Friday 13 December 2013

Using a Relational Database for Functional Coverage Collection Part Two

Schema for Functional Coverage

Selection criteria include
  1. Performance. I have an expectation of rapid query results. I don't want to have to wait. I don't want other engineers having to wait. To a lesser extent I want the upload to be fast too, I don't want the simulation to have to wait [to finish, so the next one can start].
  2. Compact. I will conceivably create a large amount of data. I wish to keep it all for later analysis, at the project level and possibly beyond.
  3. Easy to understand. If I do use an Object Relational Mapper I still want to be able to hand code queries in the event that generated ones aren't fast enough.
  4. Ease of merging. Across regressions and also when part of a coverage point has changed. If a coverpoint has changed it is unlikely we can still merge the coverage of that point with any meaning, but we can merge the unchanged portions of the data set.
As we are building upon the previous blog series we will start with the schema used there for describing simulation runs.
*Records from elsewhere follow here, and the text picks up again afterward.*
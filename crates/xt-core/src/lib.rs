//! Core workflow logic for the crosstab workbench
//!
//! This crate provides the pure building blocks the workbench is assembled
//! from: the variable/message data model, upload validation, the bounded
//! per-axis selection reducer, and the shared async operation lifecycle.

pub mod message;
pub mod operation;
pub mod selection;
pub mod validate;
pub mod variable;

// Re-export commonly used types
pub use message::{Message, Role};
pub use operation::{AsyncOperation, OperationStatus};
pub use selection::{toggle, AxisSelection};
pub use validate::{
    validate, UploadCandidate, ValidationError, ValidationRules, DEFAULT_MAX_SIZE_BYTES,
};
pub use variable::{Variable, VariableType};
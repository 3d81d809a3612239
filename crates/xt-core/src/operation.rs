//! Shared async operation lifecycle
//!
//! Every user-triggered call in the workbench (upload, analysis run, chat
//! send) goes through the same wrapper so pending/error behavior is uniform:
//! one in-flight call per instance, failures captured as state instead of
//! propagating, and a guaranteed way back to idle.

use std::future::Future;
use std::sync::{Arc, Weak};

use parking_lot::RwLock;
use tokio::runtime::Handle;
use tracing::debug;

/// Fallback shown when a failure carries no message of its own
pub const GENERIC_FAILURE_MESSAGE: &str = "Operation failed";

/// Lifecycle of one asynchronous operation
#[derive(Debug, Clone, PartialEq)]
pub enum OperationStatus<T> {
    /// No call has been made, or the last outcome was cleared
    Idle,

    /// A call is in flight
    Pending,

    /// The last call resolved with a value
    Success(T),

    /// The last call failed; the string is the user-facing message
    Error(String),
}

impl<T> OperationStatus<T> {
    pub fn is_pending(&self) -> bool {
        matches!(self, OperationStatus::Pending)
    }
}

/// Single-flight wrapper around an injected asynchronous action.
///
/// `trigger` is the only serialization point: while a call is pending, new
/// triggers are ignored, so rapid repeated input can never produce duplicate
/// submissions. Completion is written through a weak reference, so a result
/// arriving after the owning coordinator was dropped is silently discarded.
pub struct AsyncOperation<T> {
    status: Arc<RwLock<OperationStatus<T>>>,
    runtime: Handle,
}

impl<T: Send + Sync + 'static> AsyncOperation<T> {
    /// Create an idle operation that spawns onto the given runtime
    pub fn new(runtime: Handle) -> Self {
        Self {
            status: Arc::new(RwLock::new(OperationStatus::Idle)),
            runtime,
        }
    }

    /// Start the action unless a call is already in flight.
    ///
    /// Returns whether the action was dispatched. A prior error or result is
    /// cleared on dispatch. The action's failure is converted to a
    /// user-facing message and stored; it is never propagated further.
    pub fn trigger<F>(&self, action: F) -> bool
    where
        F: Future<Output = anyhow::Result<T>> + Send + 'static,
    {
        {
            let mut status = self.status.write();
            if status.is_pending() {
                debug!("trigger ignored: operation already pending");
                return false;
            }
            *status = OperationStatus::Pending;
        }

        let status: Weak<RwLock<OperationStatus<T>>> = Arc::downgrade(&self.status);
        self.runtime.spawn(async move {
            let outcome = action.await;

            // The owning coordinator may have been dropped mid-flight; the
            // result is then discarded rather than applied.
            let Some(status) = status.upgrade() else {
                return;
            };
            let mut status = status.write();

            // A reset that raced the completion wins
            if !status.is_pending() {
                return;
            }

            *status = match outcome {
                Ok(value) => OperationStatus::Success(value),
                Err(err) => OperationStatus::Error(failure_message(&err)),
            };
        });

        true
    }

    pub fn is_pending(&self) -> bool {
        self.status.read().is_pending()
    }

    /// The last failure's message, if the operation is in the error state
    pub fn error(&self) -> Option<String> {
        match &*self.status.read() {
            OperationStatus::Error(message) => Some(message.clone()),
            _ => None,
        }
    }

    pub fn succeeded(&self) -> bool {
        matches!(&*self.status.read(), OperationStatus::Success(_))
    }

    /// Consume a success value, returning the operation to idle.
    ///
    /// Returns `None` in every other state.
    pub fn take_success(&self) -> Option<T> {
        let mut status = self.status.write();
        match std::mem::replace(&mut *status, OperationStatus::Idle) {
            OperationStatus::Success(value) => Some(value),
            other => {
                *status = other;
                None
            }
        }
    }

    /// Return to idle, clearing any stored result or error.
    ///
    /// Used when the user edits the form after a settled attempt. A pending
    /// call is not aborted, but its eventual outcome is discarded.
    pub fn reset(&self) {
        *self.status.write() = OperationStatus::Idle;
    }
}

impl<T: Clone + Send + Sync + 'static> AsyncOperation<T> {
    /// Clone of the stored success value, if any
    pub fn result(&self) -> Option<T> {
        match &*self.status.read() {
            OperationStatus::Success(value) => Some(value.clone()),
            _ => None,
        }
    }
}

fn failure_message(err: &anyhow::Error) -> String {
    let message = err.to_string();
    if message.trim().is_empty() {
        GENERIC_FAILURE_MESSAGE.to_string()
    } else {
        message
    }
}

#[cfg(test)]
mod tests {
    use super::*;
    use std::sync::atomic::{AtomicUsize, Ordering};
    use std::time::Duration;

    fn wait_until(deadline_ms: u64, mut done: impl FnMut() -> bool) -> bool {
        for _ in 0..deadline_ms / 5 {
            if done() {
                return true;
            }
            std::thread::sleep(Duration::from_millis(5));
        }
        done()
    }

    #[test]
    fn test_success_lifecycle() {
        let rt = tokio::runtime::Runtime::new().unwrap();
        let op: AsyncOperation<u32> = AsyncOperation::new(rt.handle().clone());

        assert!(op.trigger(async { Ok(42) }));
        assert!(wait_until(1000, || op.succeeded()));
        assert!(!op.is_pending());
        assert_eq!(op.result(), Some(42));
        assert_eq!(op.error(), None);
    }

    #[test]
    fn test_trigger_while_pending_is_ignored() {
        let rt = tokio::runtime::Runtime::new().unwrap();
        let op: AsyncOperation<u32> = AsyncOperation::new(rt.handle().clone());
        let calls = Arc::new(AtomicUsize::new(0));

        let c = calls.clone();
        assert!(op.trigger(async move {
            c.fetch_add(1, Ordering::SeqCst);
            std::future::pending::<()>().await;
            Ok(0)
        }));

        // Second trigger must not dispatch a second action
        let c = calls.clone();
        assert!(!op.trigger(async move {
            c.fetch_add(1, Ordering::SeqCst);
            Ok(0)
        }));

        assert!(wait_until(1000, || calls.load(Ordering::SeqCst) == 1));
        std::thread::sleep(Duration::from_millis(20));
        assert_eq!(calls.load(Ordering::SeqCst), 1);
        assert!(op.is_pending());
    }

    #[test]
    fn test_rejection_surfaces_message_and_clears_pending() {
        let rt = tokio::runtime::Runtime::new().unwrap();
        let op: AsyncOperation<u32> = AsyncOperation::new(rt.handle().clone());

        assert!(op.trigger(async { anyhow::bail!("Custom error message") }));
        assert!(wait_until(1000, || op.error().is_some()));
        assert_eq!(op.error().as_deref(), Some("Custom error message"));
        assert!(!op.is_pending());
    }

    #[test]
    fn test_new_trigger_clears_prior_error() {
        let rt = tokio::runtime::Runtime::new().unwrap();
        let op: AsyncOperation<u32> = AsyncOperation::new(rt.handle().clone());

        op.trigger(async { anyhow::bail!("first failure") });
        assert!(wait_until(1000, || op.error().is_some()));

        assert!(op.trigger(async { Ok(7) }));
        assert_eq!(op.error(), None);
        assert!(wait_until(1000, || op.succeeded()));
        assert_eq!(op.result(), Some(7));
    }

    #[test]
    fn test_take_success_returns_to_idle() {
        let rt = tokio::runtime::Runtime::new().unwrap();
        let op: AsyncOperation<String> = AsyncOperation::new(rt.handle().clone());

        op.trigger(async { Ok("reply".to_string()) });
        assert!(wait_until(1000, || op.succeeded()));

        assert_eq!(op.take_success().as_deref(), Some("reply"));
        assert_eq!(op.take_success(), None);
        assert!(!op.is_pending());
        assert!(!op.succeeded());
    }

    #[test]
    fn test_whitespace_only_failure_gets_generic_message() {
        let rt = tokio::runtime::Runtime::new().unwrap();
        let op: AsyncOperation<u32> = AsyncOperation::new(rt.handle().clone());

        op.trigger(async { Err(anyhow::anyhow!("   ")) });
        assert!(wait_until(1000, || op.error().is_some()));
        assert_eq!(op.error().as_deref(), Some(GENERIC_FAILURE_MESSAGE));
    }

    #[test]
    fn test_reset_racing_a_completion_wins() {
        let rt = tokio::runtime::Runtime::new().unwrap();
        let op: AsyncOperation<u32> = AsyncOperation::new(rt.handle().clone());
        let gate = Arc::new(tokio::sync::Semaphore::new(0));
        let finished = Arc::new(AtomicUsize::new(0));

        let g = gate.clone();
        let f = finished.clone();
        assert!(op.trigger(async move {
            let _permit = g.acquire().await;
            f.fetch_add(1, Ordering::SeqCst);
            Ok(5)
        }));
        assert!(op.is_pending());

        // The user resets while the call is still held open, then the call
        // settles. Its result must not resurrect a stale success.
        op.reset();
        gate.add_permits(1);
        assert!(wait_until(1000, || finished.load(Ordering::SeqCst) == 1));
        std::thread::sleep(Duration::from_millis(20));

        assert!(!op.is_pending());
        assert!(!op.succeeded());
        assert_eq!(op.result(), None);
        assert_eq!(op.error(), None);
    }

    #[test]
    fn test_completion_after_owner_dropped_is_discarded() {
        let rt = tokio::runtime::Runtime::new().unwrap();
        let op: AsyncOperation<u32> = AsyncOperation::new(rt.handle().clone());
        let gate = Arc::new(tokio::sync::Semaphore::new(0));
        let finished = Arc::new(AtomicUsize::new(0));

        let g = gate.clone();
        let f = finished.clone();
        assert!(op.trigger(async move {
            let _permit = g.acquire().await;
            f.fetch_add(1, Ordering::SeqCst);
            Ok(1)
        }));

        drop(op);
        gate.add_permits(1);

        // The action still runs to completion; its result has nowhere to go
        // and is dropped without panicking.
        assert!(wait_until(1000, || finished.load(Ordering::SeqCst) == 1));
    }

    #[test]
    fn test_reset_clears_error_state() {
        let rt = tokio::runtime::Runtime::new().unwrap();
        let op: AsyncOperation<u32> = AsyncOperation::new(rt.handle().clone());

        op.trigger(async { anyhow::bail!("boom") });
        assert!(wait_until(1000, || op.error().is_some()));

        op.reset();
        assert_eq!(op.error(), None);
        assert!(!op.is_pending());

        // The operation is usable again after a reset
        assert!(op.trigger(async { Ok(1) }));
        assert!(wait_until(1000, || op.succeeded()));
    }
}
As a starting point we will reuse the log_id field to reference the simulation invocation.

We must store three pieces of information.
  1. The hierarchy and description of the coverage points, including the axis/dimensions of each point and the enumerations of each axis/dimension.
  2. The goal or target of each bucket defined. We can also encode whether any particular bucket cannot be hit or is uninteresting, or where it would be illegal to do so.
  3. The actual hits from each invocation. These are tallied to provide the merged coverage.
We will look at each in turn.

Hierarchy and Description of the Coverage Points

The first item could be done in a variety of ways. It does not necessarily require database tables either, the information is relatively small and compact so a file could be dropped somewhere. It does need to be persistent else the coverage data stored is meaningless if it can't be serialized to coverage points. In a similar vein it could stored as a blob in the database, for example in JSON format. Using JSON would make it very easy to serve the data to a browser but perhaps harder to post process that data with another scripting language.
We could encode the coverpoint tree in tables. There is plenty of material on the web detailing how to encode a tree in a RDMS - The Adjacency List Model is just one of them detailed here. Note that we'll not be updating the tree so don't need to use a method that allows the tree to be edited. For this schema we will use three tables
  1. One for the points themselves. Name, description, parent, MD5 hashes for congruency checking.
  2. One for the axes/dimensions of the cross. Parent coverpoint and name. Multiple dimensions per point.
  3. One for the enumerations of the dimensions. Text enumeration and integer value. Multiple enumerations per dimension.
To regenerate coverage point hierarchy and axes/dimensions with enumerations we can use the following query.

  SELECT * FROM point
    LEFT OUTER JOIN axis USING (point_id)
    LEFT OUTER JOIN enum USING (axis_id)
    WHERE log_id = @master;

If we then collate by point, axis and enum we can then recreate the hierarchy.
We could choose a schema where points are not bound to any invocation, but for this example I'm going to use one where the log_id of a master invocation is used to reference the goal data, so this column is added to the point table. This schema won't naturally merge runs of different coverage as they'll not share bucket identifiers, but it could be made to work rather like merging edited coverage but both are beyond the scope of these articles. You can still merge identical coverage points that are congruent but not having the same master id.
The point table will create a hierarchy in the same way as the log table, using a log_id and a parent column. This means every node can have optionally have coverage or not, children or not.
It will also use separate tables for the dimensions and their individual enumerations. We also add MD5 sums for congruency checking. In the event that a coverage merge is attempted on different goal data (because they're different, perhaps because of an edit) we can refuse to do it or invoke a special merging algorithm that can cope (but not implemented here*). We have three MD5 sums
  1. md5_self for congruency checking of name and description
  2. md5_axes for congruency checking of axis and enumeration data
  3. md5_goal for congruency checking of goal data 
If all sums are identical then the coverage points and goals are exactly the same. If the goal data has changed the merge is still straightforward. If the axes have changed but number of buckets hasn't it's also straightforward but may produce strange results if the axis information is completely different. Of course there is always the case when previous coverage collection was just plain wrong and the hit data wrong or meaningless so we wouldn't want that data in that case. The MD5 hashes are there to provide information on the validity of the coverage merge.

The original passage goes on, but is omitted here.